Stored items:
//! Service configuration.
//!
//! Settings come from an optional TOML file, then `WQMON_*` environment
//! variables (a `.env` file in the working directory is loaded first).
//! Environment values win over the file.
//!
//! ```toml
//! cache_dir = "data/cache"
//! live_timeout_secs = 20
//! cache_ttl_secs = 3600
//! beach_feed_url = "https://example.org/beach-monitoring.json"
//! pfas_feed_url = "https://example.org/pfas-survey.json"
//! use_live_feeds = true
//! log_level = "info"
//! ```

use std::path::{Path, PathBuf};
use std::time::Duration;

use serde::Deserialize;

use crate::model::WaterError;

pub const DEFAULT_CACHE_DIR: &str = "data/cache";
pub const DEFAULT_LIVE_TIMEOUT_SECS: u64 = 20;

#[derive(Debug, Clone, PartialEq, Deserialize)]
#[serde(default)]
pub struct ServiceConfig {
    /// Directory holding one `<contaminant>.json` snapshot per contaminant.
    pub cache_dir: PathBuf,
    /// Wall-clock limit for a single live adapter call.
    pub live_timeout_secs: u64,
    /// How long a loaded snapshot is reused; unset means until restart.
    pub cache_ttl_secs: Option<u64>,
    pub beach_feed_url: Option<String>,
    pub pfas_feed_url: Option<String>,
    /// When false, E. coli and PFAS are served by the compliance dataset.
    pub use_live_feeds: bool,
    pub log_level: String,
    pub log_json: bool,
}

impl Default for ServiceConfig {
    fn default() -> Self {
        Self {
            cache_dir: PathBuf::from(DEFAULT_CACHE_DIR),
            live_timeout_secs: DEFAULT_LIVE_TIMEOUT_SECS,
            cache_ttl_secs: None,
            beach_feed_url: None,
            pfas_feed_url: None,
            use_live_feeds: true,
            log_level: "info".to_string(),
            log_json: false,
        }
    }
}

impl ServiceConfig {
    /// Loads configuration from `path` (if given and present) plus the
    /// environment.
    pub fn load(path: Option<&Path>) -> Result<Self, WaterError> {
        dotenv::dotenv().ok();

        let mut config = match path {
            Some(path) if path.exists() => {
                let text = std::fs::read_to_string(path).map_err(|e| {
                    WaterError::Configuration(format!("cannot read {}: {}", path.display(), e))
                })?;
                Self::from_toml(&text)?
            }
            Some(path) => {
                return Err(WaterError::Configuration(format!(
                    "config file {} does not exist",
                    path.display()
                )));
            }
            None => Self::default(),
        };

        config.apply_env(|key| std::env::var(key).ok())?;
        config.validate()?;
        Ok(config)
    }

    pub fn from_toml(text: &str) -> Result<Self, WaterError> {
        Ok(toml::from_str(text)?)
    }

    /// Applies `WQMON_*` overrides read through `lookup`.
    pub fn apply_env(&mut self, lookup: impl Fn(&str) -> Option<String>) -> Result<(), WaterError> {
        if let Some(dir) = lookup("WQMON_CACHE_DIR") {
            self.cache_dir = PathBuf::from(dir);
        }
        if let Some(secs) = lookup("WQMON_LIVE_TIMEOUT_SECS") {
            self.live_timeout_secs = parse_env("WQMON_LIVE_TIMEOUT_SECS", &secs)?;
        }
        if let Some(secs) = lookup("WQMON_CACHE_TTL_SECS") {
            self.cache_ttl_secs = Some(parse_env("WQMON_CACHE_TTL_SECS", &secs)?);
        }
        if let Some(url) = lookup("WQMON_BEACH_FEED_URL") {
            self.beach_feed_url = Some(url).filter(|u| !u.trim().is_empty());
        }
        if let Some(url) = lookup("WQMON_PFAS_FEED_URL") {
            self.pfas_feed_url = Some(url).filter(|u| !u.trim().is_empty());
        }
        if let Some(flag) = lookup("WQMON_USE_LIVE_FEEDS") {
            self.use_live_feeds = parse_env("WQMON_USE_LIVE_FEEDS", &flag)?;
        }
        if let Some(level) = lookup("WQMON_LOG_LEVEL") {
            self.log_level = level;
        }
        Ok(())
    }

    fn validate(&self) -> Result<(), WaterError> {
        if self.live_timeout_secs == 0 {
            return Err(WaterError::Configuration(
                "live_timeout_secs must be at least 1".to_string(),
            ));
        }
        Ok(())
    }

    pub fn live_timeout(&self) -> Duration {
        Duration::from_secs(self.live_timeout_secs)
    }

    pub fn cache_ttl(&self) -> Option<Duration> {
        self.cache_ttl_secs.map(Duration::from_secs)
    }
}

fn parse_env<T: std::str::FromStr>(key: &str, raw: &str) -> Result<T, WaterError> {
    raw.trim()
        .parse()
        .map_err(|_| WaterError::Configuration(format!("{} has invalid value '{}'", key, raw)))
}

// ---------------------------------------------------------------------------
// Tests
// ---------------------------------------------------------------------------

#[cfg(test)]
mod tests {
    use super::*;
    use std::collections::HashMap;

    #[test]
    fn test_empty_toml_yields_defaults() {
        let config = ServiceConfig::from_toml("").unwrap();
        assert_eq!(config, ServiceConfig::default());
        assert_eq!(config.live_timeout(), Duration::from_secs(DEFAULT_LIVE_TIMEOUT_SECS));
        assert_eq!(config.cache_ttl(), None);
    }

    #[test]
    fn test_toml_values_are_read() {
        let config = ServiceConfig::from_toml(
            r#"
            cache_dir = "/var/lib/wqmon"
            live_timeout_secs = 5
            cache_ttl_secs = 600
            beach_feed_url = "https://example.org/beaches.json"
            use_live_feeds = false
            "#,
        )
        .unwrap();
        assert_eq!(config.cache_dir, PathBuf::from("/var/lib/wqmon"));
        assert_eq!(config.live_timeout_secs, 5);
        assert_eq!(config.cache_ttl(), Some(Duration::from_secs(600)));
        assert_eq!(config.beach_feed_url.as_deref(), Some("https://example.org/beaches.json"));
        assert!(!config.use_live_feeds);
    }

    #[test]
    fn test_bad_toml_is_configuration_error() {
        let err = ServiceConfig::from_toml("live_timeout_secs = \"soon\"").unwrap_err();
        assert!(matches!(err, WaterError::Configuration(_)));
    }

    #[test]
    fn test_env_overrides_file_values() {
        let env: HashMap<&str, &str> = HashMap::from([
            ("WQMON_CACHE_DIR", "/tmp/snapshots"),
            ("WQMON_LIVE_TIMEOUT_SECS", "3"),
            ("WQMON_PFAS_FEED_URL", "https://example.org/pfas.json"),
            ("WQMON_BEACH_FEED_URL", ""),
            ("WQMON_USE_LIVE_FEEDS", "false"),
        ]);
        let mut config = ServiceConfig {
            beach_feed_url: Some("https://example.org/old.json".to_string()),
            ..ServiceConfig::default()
        };
        config
            .apply_env(|key| env.get(key).map(|v| v.to_string()))
            .unwrap();

        assert_eq!(config.cache_dir, PathBuf::from("/tmp/snapshots"));
        assert_eq!(config.live_timeout_secs, 3);
        assert_eq!(config.pfas_feed_url.as_deref(), Some("https://example.org/pfas.json"));
        assert_eq!(config.beach_feed_url, None, "empty override clears the feed");
        assert!(!config.use_live_feeds);
    }

    #[test]
    fn test_invalid_env_number_is_rejected() {
        let mut config = ServiceConfig::default();
        let err = config
            .apply_env(|key| (key == "WQMON_CACHE_TTL_SECS").then(|| "forever".to_string()))
            .unwrap_err();
        assert!(matches!(err, WaterError::Configuration(_)));
    }

    #[test]
    fn test_zero_timeout_fails_validation() {
        let config = ServiceConfig { live_timeout_secs: 0, ..ServiceConfig::default() };
        assert!(config.validate().is_err());
    }
}
// ============================================================================
// Feed record shapes
// ============================================================================

/// One feed row under any of the field spellings seen upstream.
///
/// Every spelling is its own field so that a row carrying two of them still
/// decodes; the accessors below pick the first usable one.
#[derive(Debug, Default, Deserialize)]
#[serde(default)]
pub struct RawBeachRecord {
    pub site: Option<LooseValue>,
    pub site_name: Option<LooseValue>,
    #[serde(rename = "siteName")]
    pub site_name_camel: Option<LooseValue>,
    pub beach: Option<LooseValue>,
    pub beach_name: Option<LooseValue>,
    pub location: Option<LooseValue>,

    pub date: Option<LooseValue>,
    pub sample_date: Option<LooseValue>,
    #[serde(rename = "sampleDate")]
    pub sample_date_camel: Option<LooseValue>,
    pub sampled_at: Option<LooseValue>,
    pub collection_date: Option<LooseValue>,

    pub ecoli: Option<LooseValue>,
    pub e_coli: Option<LooseValue>,
    #[serde(rename = "eColi")]
    pub e_coli_camel: Option<LooseValue>,
    pub ecoli_cfu: Option<LooseValue>,
    pub ecoli_mpn: Option<LooseValue>,
    pub result: Option<LooseValue>,

    pub advisory: Option<LooseValue>,
    pub advisory_flag: Option<LooseValue>,
    pub swim_advisory: Option<LooseValue>,
    #[serde(rename = "advisoryPosted")]
    pub advisory_posted: Option<LooseValue>,
    pub posted: Option<LooseValue>,

    pub county: Option<LooseValue>,
}

impl RawBeachRecord {
    fn site_label(&self) -> Option<String> {
        first_text([
            &self.site,
            &self.site_name,
            &self.site_name_camel,
            &self.beach,
            &self.beach_name,
            &self.location,
        ])
    }

    fn sample_date(&self) -> Option<NaiveDate> {
        first_date([
            &self.date,
            &self.sample_date,
            &self.sample_date_camel,
            &self.sampled_at,
            &self.collection_date,
        ])
    }

    fn reading(&self) -> Option<f64> {
        first_number([
            &self.ecoli,
            &self.e_coli,
            &self.e_coli_camel,
            &self.ecoli_cfu,
            &self.ecoli_mpn,
            &self.result,
        ])
    }

    fn flagged(&self) -> bool {
        [
            &self.advisory,
            &self.advisory_flag,
            &self.swim_advisory,
            &self.advisory_posted,
            &self.posted,
        ]
        .into_iter()
        .flatten()
        .any(LooseValue::as_flag)
    }
}

/// The record layouts the feed has been published in.
#[derive(Debug, Deserialize)]
#[serde(untagged)]
pub enum BeachRecordShape {
    /// Feature-service export: `{ "attributes": { ... } }`.
    Feature { attributes: RawBeachRecord },
    Flat(RawBeachRecord),
}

Problem details> Scan the preceding records line by line, and state how many lines contain "derive". Nothing else belongs in the answer.

Output> 3